### WORK TASK
Would you reproduce the entries exactly, including every line?

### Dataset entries
• • • •
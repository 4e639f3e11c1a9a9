use anyhow::Context;
use colored::Colorize;

use tally_server::{LedgerServer, ServerConfig};

use crate::cli::*;

pub async fn run_command(cli: Cli) -> anyhow::Result<()> {
    match cli.command {
        Command::Serve(args) => cmd_serve(args).await,
        Command::Config(args) => cmd_config(args),
    }
}

/// Build the effective configuration: file (or defaults), then flag overrides.
pub fn resolve_config(source: &ConfigSource) -> anyhow::Result<ServerConfig> {
    let mut config = match &source.config {
        Some(path) => ServerConfig::load(path)
            .with_context(|| format!("loading config from {}", path.display()))?,
        None => ServerConfig::default(),
    };

    if let Some(bind) = source.bind {
        config.bind_addr = bind;
    }
    if !source.seeds.is_empty() {
        config.seed = source.seeds.iter().cloned().collect();
    }

    config.validate().context("invalid configuration")?;
    Ok(config)
}

async fn cmd_serve(args: ServeArgs) -> anyhow::Result<()> {
    let config = resolve_config(&args.source)?;
    println!(
        "{} Tally ledger on {} ({} seeded accounts)",
        "✓".green().bold(),
        config.bind_addr.to_string().bold(),
        config.seed.len().to_string().cyan(),
    );
    for (name, balance) in &config.seed {
        tracing::debug!(account = %name, balance, "seeding account");
    }

    LedgerServer::new(config)
        .serve()
        .await
        .context("ledger server failed")
}

fn cmd_config(args: ConfigArgs) -> anyhow::Result<()> {
    let config = resolve_config(&args.source)?;
    print!("{}", config.to_toml_string()?);
    Ok(())
}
• • • •
### FINISHED TASK
repository 4e639f3e11c1a9a9
use anyhow::Context;
use colored::Colorize;

use tally_server::{LedgerServer, ServerConfig};

use crate::cli::*;

pub async fn run_command(cli: Cli) -> anyhow::Result<()> {
    match cli.command {
        Command::Serve(args) => cmd_serve(args).await,
        Command::Config(args) => cmd_config(args),
    }
}

/// Build the effective configuration: file (or defaults), then flag overrides.
pub fn resolve_config(source: &ConfigSource) -> anyhow::Result<ServerConfig> {
    let mut config = match &source.config {
        Some(path) => ServerConfig::load(path)
            .with_context(|| format!("loading config from {}", path.display()))?,
        None => ServerConfig::default(),
    };

    if let Some(bind) = source.bind {
        config.bind_addr = bind;
    }
    if !source.seeds.is_empty() {
        config.seed = source.seeds.iter().cloned().collect();
    }

    config.validate().context("invalid configuration")?;
    Ok(config)
}

async fn cmd_serve(args: ServeArgs) -> anyhow::Result<()> {
    let config = resolve_config(&args.source)?;
    println!(
        "{} Tally ledger on {} ({} seeded accounts)",
        "✓".green().bold(),
        config.bind_addr.to_string().bold(),
        config.seed.len().to_string().cyan(),
    );
    for (name, balance) in &config.seed {
        tracing::debug!(account = %name, balance, "seeding account");
    }

    LedgerServer::new(config)
        .serve()
        .await
        .context("ledger server failed")
}

fn cmd_config(args: ConfigArgs) -> anyhow::Result<()> {
    let config = resolve_config(&args.source)?;
    print!("{}", config.to_toml_string()?);
    Ok(())
}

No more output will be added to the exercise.